It takes her a moment to locate the thread he’s pulling on, but then the memory takes her. A cave in Crestwood, his lips pressed to hers—and the truth he'd promised, the way he'd stuttered, the fear in his eyes, like he was a cornered animal and she a hunter. “That day by the lake…” He acknowledges her guess with a nod, and she shakes her head. Her anger’s faded now, but misery is quick to take its place. “I loved you. Did you really think I wouldn’t have understood?”

“If you knew what must happen, you would not say that.”

She furrows her brow.

Solas's fingers ball and flex at his sides, and he drops his gaze. “Perhaps Arlathan was always destined to fall, but it should not have been by my hand.”

 _His_ hand? “Solas, you’re not making any sense.”

He rolls his shoulders, stares into the distance. There’s a weight to the movement, like the whole world is pressing down on his spine. “I sought to set my people free from slavery to would-be gods. I broke the chains of all who wished to join me. The false gods called me Fen’Harel, and when they finally went too far, I formed the Veil and banished them forever. But in freeing the elven people, I destroyed their world.”

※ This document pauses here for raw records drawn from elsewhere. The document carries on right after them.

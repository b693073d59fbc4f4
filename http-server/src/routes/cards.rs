use axum::{Json, extract::State, http::StatusCode};
use cards::types::{CardDefinition, CardDefinitionRequest};
use serde::Serialize;

use crate::{AppState, error::AppResult, middleware::AdminAuth};

// Catalog response
#[derive(Serialize)]
pub struct CatalogResponse {
    pub success: bool,
    pub cards: Vec<CardDefinition>,
}

// Public catalog, exhausted definitions included
pub async fn get_cards(State(state): State<AppState>) -> AppResult<Json<CatalogResponse>> {
    let cards = state.claims.catalog()?;
    Ok(Json(CatalogResponse {
        success: true,
        cards,
    }))
}

// Add card response
#[derive(Serialize)]
pub struct AddCardResponse {
    pub success: bool,
    pub message: String,
    pub card: CardDefinition,
}

// Admin: create a definition, or restock one with the same name, type and rarity
pub async fn add_card(
    State(state): State<AppState>,
    _admin: AdminAuth,
    Json(payload): Json<CardDefinitionRequest>,
) -> AppResult<(StatusCode, Json<AddCardResponse>)> {
    let outcome = state.claims.add_card(&payload)?;

    let (status, message) = if outcome.created {
        (StatusCode::CREATED, "Card created")
    } else {
        (StatusCode::OK, "Card restocked")
    };

    Ok((
        status,
        Json(AddCardResponse {
            success: true,
            message: message.to_string(),
            card: outcome.definition,
        }),
    ))
}
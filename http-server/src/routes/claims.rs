use axum::{Json, extract::State, http::StatusCode};
use cards::cooldown::CooldownStatus;
use cards::types::CardInstance;
use chrono::Utc;
use serde::Serialize;

use crate::{AppState, error::AppResult, middleware::AuthUser, websocket::announce_claim};

// Claim response
#[derive(Serialize)]
pub struct ClaimResponse {
    pub success: bool,
    pub message: String,
    pub card: CardInstance,
    pub currency: i64,
}

// Redeem the daily pack for the logged-in user
pub async fn claim_pack(
    State(state): State<AppState>,
    AuthUser(user): AuthUser,
) -> AppResult<(StatusCode, Json<ClaimResponse>)> {
    let outcome = state.claims.claim_daily_pack(&user.twitch_id, Utc::now())?;
    announce_claim(&state.overlay, &outcome.user, &outcome.card);

    let response = ClaimResponse {
        success: true,
        message: format!("You got {} ({})!", outcome.card.name, outcome.card.rarity),
        currency: outcome.new_currency(),
        card: outcome.card,
    };
    Ok((StatusCode::CREATED, Json(response)))
}

// Claim status response
#[derive(Serialize)]
pub struct ClaimStatusResponse {
    pub ready: bool,
    pub hours: i64,
    pub minutes: i64,
}

// Whether the daily pack can be claimed, and if not, how long to wait
pub async fn claim_status(
    State(state): State<AppState>,
    AuthUser(user): AuthUser,
) -> AppResult<Json<ClaimStatusResponse>> {
    let response = match state.claims.claim_status(&user.twitch_id, Utc::now())? {
        CooldownStatus::Ready => ClaimStatusResponse {
            ready: true,
            hours: 0,
            minutes: 0,
        },
        CooldownStatus::OnCooldown { remaining } => ClaimStatusResponse {
            ready: false,
            hours: remaining.hours(),
            minutes: remaining.minutes(),
        },
    };
    Ok(Json(response))
}
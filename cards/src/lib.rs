pub mod allocation;
pub mod claim;
pub mod cooldown;
pub mod error;
pub mod minting;
pub mod store;
pub mod types;
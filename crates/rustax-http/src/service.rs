//! RustAx HTTP service implementing the hyper `Service` trait.

use std::convert::Infallible;
use std::future::Future;
use std::pin::Pin;
use std::sync::Arc;

use bytes::Bytes;
use http::StatusCode;
use http_body_util::{BodyExt, LengthLimitError, Limited};

use crate::dispatch::Dispatcher;
use crate::error::BoxError;
use crate::request::RequestContext;
use crate::response::{Response, ResponseBody};

/// Header carrying the per-request id.
pub const REQUEST_ID_HEADER: &str = "x-request-id";

/// Configuration for the RustAx HTTP service.
#[derive(Debug, Clone)]
pub struct RustAxHttpConfig {
    /// Largest request body buffered before answering `413`.
    pub max_body_bytes: usize,
}

impl Default for RustAxHttpConfig {
    fn default() -> Self {
        Self {
            max_body_bytes: 2 * 1024 * 1024,
        }
    }
}

/// Hyper `Service` serving requests through a [`Dispatcher`].
///
/// Bodies are buffered, converted into a [`RequestContext`], and dispatched on
/// the blocking pool since handlers are synchronous.
#[derive(Debug, Clone)]
pub struct RustAxHttpService {
    dispatcher: Arc<Dispatcher>,
    config: Arc<RustAxHttpConfig>,
}

impl RustAxHttpService {
    /// Create a new `RustAxHttpService`.
    pub fn new(dispatcher: Arc<Dispatcher>, config: RustAxHttpConfig) -> Self {
        Self {
            dispatcher,
            config: Arc::new(config),
        }
    }
}

impl<B> hyper::service::Service<http::Request<B>> for RustAxHttpService
where
    B: http_body::Body<Data = Bytes> + Send + 'static,
    B::Error: Into<BoxError>,
{
    type Response = http::Response<ResponseBody>;
    type Error = Infallible;
    type Future = Pin<Box<dyn Future<Output = Result<Self::Response, Self::Error>> + Send>>;

    fn call(&self, req: http::Request<B>) -> Self::Future {
        let dispatcher = Arc::clone(&self.dispatcher);
        let config = Arc::clone(&self.config);
        let request_id = uuid::Uuid::new_v4().to_string();

        Box::pin(async move {
            let method = req.method().clone();
            let path = req.uri().path().to_owned();

            let response = process_request(req, dispatcher, &config).await;

            let status = response.status();
            if status.is_server_error() {
                tracing::warn!(
                    %method,
                    %path,
                    status = status.as_u16(),
                    %request_id,
                    "request failed"
                );
            } else {
                tracing::debug!(
                    %method,
                    %path,
                    status = status.as_u16(),
                    %request_id,
                    "request served"
                );
            }
            Ok(add_common_headers(response.into_http(), &request_id))
        })
    }
}

/// Process a single HTTP request through the dispatcher.
async fn process_request<B>(
    req: http::Request<B>,
    dispatcher: Arc<Dispatcher>,
    config: &RustAxHttpConfig,
) -> Response
where
    B: http_body::Body<Data = Bytes> + Send + 'static,
    B::Error: Into<BoxError>,
{
    let (parts, incoming) = req.into_parts();

    let body = match collect_body(incoming, config.max_body_bytes).await {
        Ok(body) => body,
        Err(status) => return Response::error(status),
    };

    let request = match RequestContext::from_http(&parts, body) {
        Ok(request) => request,
        Err(err) => return err.into_response(),
    };

    match tokio::task::spawn_blocking(move || dispatcher.serve(&request)).await {
        Ok(response) => response,
        Err(err) => {
            tracing::error!(error = %err, "dispatch task failed");
            Response::error(StatusCode::INTERNAL_SERVER_ERROR)
        }
    }
}

/// Collect the incoming body, refusing bodies over `limit` bytes.
async fn collect_body<B>(incoming: B, limit: usize) -> Result<Bytes, StatusCode>
where
    B: http_body::Body<Data = Bytes>,
    B::Error: Into<BoxError>,
{
    Limited::new(incoming, limit)
        .collect()
        .await
        .map(http_body_util::Collected::to_bytes)
        .map_err(|e| {
            if e.downcast_ref::<LengthLimitError>().is_some() {
                StatusCode::PAYLOAD_TOO_LARGE
            } else {
                tracing::debug!(error = %e, "failed to read request body");
                StatusCode::BAD_REQUEST
            }
        })
}

/// Add common response headers to every response.
fn add_common_headers(
    mut response: http::Response<ResponseBody>,
    request_id: &str,
) -> http::Response<ResponseBody> {
    let headers = response.headers_mut();

    if let Ok(hv) = http::HeaderValue::from_str(request_id) {
        headers.insert(REQUEST_ID_HEADER, hv);
    }
    headers.insert("server", http::HeaderValue::from_static("RustAx"));

    response
}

She thinks of the fractured archivists in the library, the final words they witnessed. “Vir Dirthara…”

“And countless other marvels, all intrinsically tied to the Fade. They could not exist outside it. And neither could we.” So that’s why he spent so much time dreaming. It wasn’t for research, it was so he could return home, if only for a few hours.

“You mean this world and the Fade…”

“Were once one, yes. Until I separated them.”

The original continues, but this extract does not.